Santo Domingo, República Dominicana.- Para determinar si un edificio es resistente a eventos sísmicos, es fundamental llevar a cabo una evaluación técnica realizada por expertos. Sin embargo, existen elementos visibles que los ciudadanos pueden identificar y que pueden ser indicativos de la necesidad de solicitar una evaluación más exhaustiva de la estructura.
Métodos como la Evaluación Visual Rápida FEMA P-154 y documentos dominicanos como el Manual de Evaluación Sísmica y de Huracanes de Edificios Existentes de Hormigón, así como el Reglamento para el Análisis y Diseño Sísmico de Estructuras (R-001) y el nuevo Código de Construcción de la República Dominicana, ofrecen pautas para esta evaluación.
Estos documentos no determinan que la presencia de ciertas características convierta automáticamente a un edificio en inseguro, sino que ayudan a identificar condiciones que merecen un análisis más profundo.
Entre las características observadas por FEMA y el manual dominicano está la diferencia notable en los pisos, especialmente si la planta baja es más abierta o alta que los niveles superiores. Un «piso suave» o «débil» puede ser menos rígido y más propenso a deformaciones durante un sismo.
Otro aspecto a considerar son los cambios bruscos en la forma del edificio entre los niveles. Irregularidades como grandes retranqueos, donde una parte del edificio es considerablemente más estrecha o ancha, son evaluadas en los documentos técnicos.
La presencia de columnas cortas o cautivas también es crítica, ya que pueden comportarse de manera diferente durante un sismo. Además, configuraciones en forma de L, T o U, así como grandes aberturas en las losas, pueden complicar cómo las fuerzas sísmicas se distribuyen en el edificio.
La proximidad a otros edificios es otro factor a evaluar, ya que estructuras demasiado cercanas pueden golpearse durante un movimiento sísmico.
El estado de deterioro del edificio es igualmente relevante.
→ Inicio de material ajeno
//! Built-in value extractors

use crate::aligner::ValueExtractor;
use serde_json::Value;

/// Reads a field of a JSON request.
///
/// The expression is either a JSON pointer (`/customer/age`) or a dotted path
/// (`customer.age`, optionally prefixed with `$.`).
#[derive(Debug, Clone, PartialEq, Eq)]
pub struct JsonPointerExtractor {
    pointer: String,
}

impl JsonPointerExtractor {
    pub fn new(expression: &str) -> Self {
        let expression = expression.trim();
        let pointer = if expression.starts_with('/') || expression.is_empty() {
            expression.to_string()
        } else {
            let path = expression.strip_prefix("$.").unwrap_or(expression);
            path.split('.')
                .map(|segment| format!("/{}", segment.replace('~', "~0").replace('/', "~1")))
                .collect()
        };
        Self { pointer }
    }

    pub fn pointer(&self) -> &str {
        &self.pointer
    }
}

impl ValueExtractor<Value> for JsonPointerExtractor {
    fn extract(&self, ctx: &Value) -> Option<String> {
        match ctx.pointer(&self.pointer)? {
            Value::Null => None,
            Value::String(s) => Some(s.clone()),
            Value::Bool(b) => Some(b.to_string()),
            Value::Number(n) => Some(n.to_string()),
            other => Some(other.to_string()),
        }
    }
}

/// Always yields the same value, whatever the request
#[derive(Debug, Clone, PartialEq, Eq)]
pub struct ConstantExtractor {
    value: Option<String>,
}

impl ConstantExtractor {
    pub fn new(value: impl Into<String>) -> Self {
        Self {
            value: Some(value.into()),
        }
    }

    /// An extractor that reports the value as absent
    pub fn absent() -> Self {
        Self { value: None }
    }
}

impl<C: ?Sized> ValueExtractor<C> for ConstantExtractor {
    fn extract(&self, _ctx: &C) -> Option<String> {
        self.value.clone()
    }
}
#[inline]
pub(crate) fn dot(a: &[f64], b: &[f64]) -> f64 {
    a.iter().zip(b).map(|(x, y)| x * y).sum()
}

#[inline]
pub(crate) fn squared_distance(a: &[f64], b: &[f64]) -> f64 {
    a.iter().zip(b).map(|(x, y)| (x - y) * (x - y)).sum()
}

#[inline]
pub(crate) fn sigmoid(z: f64) -> f64 {
    1.0 / (1.0 + (-z).exp())
}
use thiserror::Error;

pub type Result<T> = std::result::Result<T, Error>;

#[derive(Error, Debug)]
pub enum Error {
    /// Invalid percentile, empty feature set, malformed binding. Raised before any data is touched.
    #[error("Invalid configuration: {0}")]
    Configuration(String),

    #[error("Failed to load model from '{location}': {reason}")]
    ModelLoad { location: String, reason: String },

    /// The aligned vector does not match the loaded model. The alignment table must be rebuilt.
    #[error("Schema skew: model expects {expected} input slots, got {actual} (rebuild the alignment table)")]
    SchemaSkew { expected: usize, actual: usize },

    #[error("Unseen category '{value}' for feature '{feature}'{}", row_suffix(.row))]
    UnseenCategory {
        feature: String,
        value: String,
        row: Option<usize>,
    },

    #[error("Invalid value '{value}' for numerical feature '{feature}'")]
    InvalidValue { feature: String, value: String },

    #[error("Unknown algorithm: {0}")]
    UnknownAlgorithm(String),

    #[error("Training error: {0}")]
    Training(String),

    #[error("Storage error: {0}")]
    Storage(String),

    #[error("Serialization error: {0}")]
    Serialization(String),

    #[error("IO error: {0}")]
    Io(#[from] std::io::Error),
}

fn row_suffix(row: &Option<usize>) -> String {
    match row {
        Some(row) => format!(" in row {}", row),
        None => String::new(),
    }
}

impl Error {
    pub fn config(msg: impl Into<String>) -> Self {
        Error::Configuration(msg.into())
    }

    pub fn model_load(location: impl Into<String>, reason: impl ToString) -> Self {
        Error::ModelLoad {
            location: location.into(),
            reason: reason.to_string(),
        }
    }

    /// Attach a batch row number to a per-row error.
    pub fn at_row(self, row: usize) -> Self {
        match self {
            Error::UnseenCategory { feature, value, .. } => Error::UnseenCategory {
                feature,
                value,
                row: Some(row),
            },
            other => other,
        }
    }
}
El Manual de Evaluación Sísmica dominicano sugiere examinar el hormigón deteriorado, el acero de refuerzo expuesto, asentamientos, pisos inclinados y paredes que han perdido verticalidad. Las grietas también son motivo de atención, considerando no solo su tamaño, sino también su dirección y distribución.
La antigüedad del edificio es un factor que se debe tener en cuenta, aunque ninguno de los reglamentos dominicanos establece que un edificio deba ser demolido tras alcanzar cierta edad. La clave está en evaluar su estado actual, su diseño original, el mantenimiento recibido y cualquier modificación realizada.
Las modificaciones en la estructura son igualmente importantes. El R-001 exige la evaluación de edificaciones que han sido modificadas, ampliadas o rehabilitadas. Cambios en el uso del edificio, como convertir una vivienda en un colegio o clínica, pueden alterar las cargas y la ocupación, lo que debe ser considerado en la evaluación.
Los ciudadanos también pueden consultar documentos importantes, como planos estructurales, estudios de suelo y licencias de construcción, para verificar la historia técnica del inmueble. Conocer si se realizaron las inspecciones adecuadas durante la construcción también ayuda a reconstruir el historial del edificio.
Quienes tengan dudas sobre la resistencia de un edificio pueden solicitar una Evaluación Visual Rápida a la Oficina Nacional de Evaluación Sísmica y Vulnerabilidad de Infraestructura y Edificaciones (Onesvie). Este procedimiento ayuda a identificar posibles vulnerabilidades y determina si es necesaria una evaluación más detallada.
En caso de requerir un estudio más exhaustivo, también es posible recurrir a profesionales privados habilitados para realizar estas evaluaciones, lo que puede incluir la revisión de planos y el análisis de cargas actuales.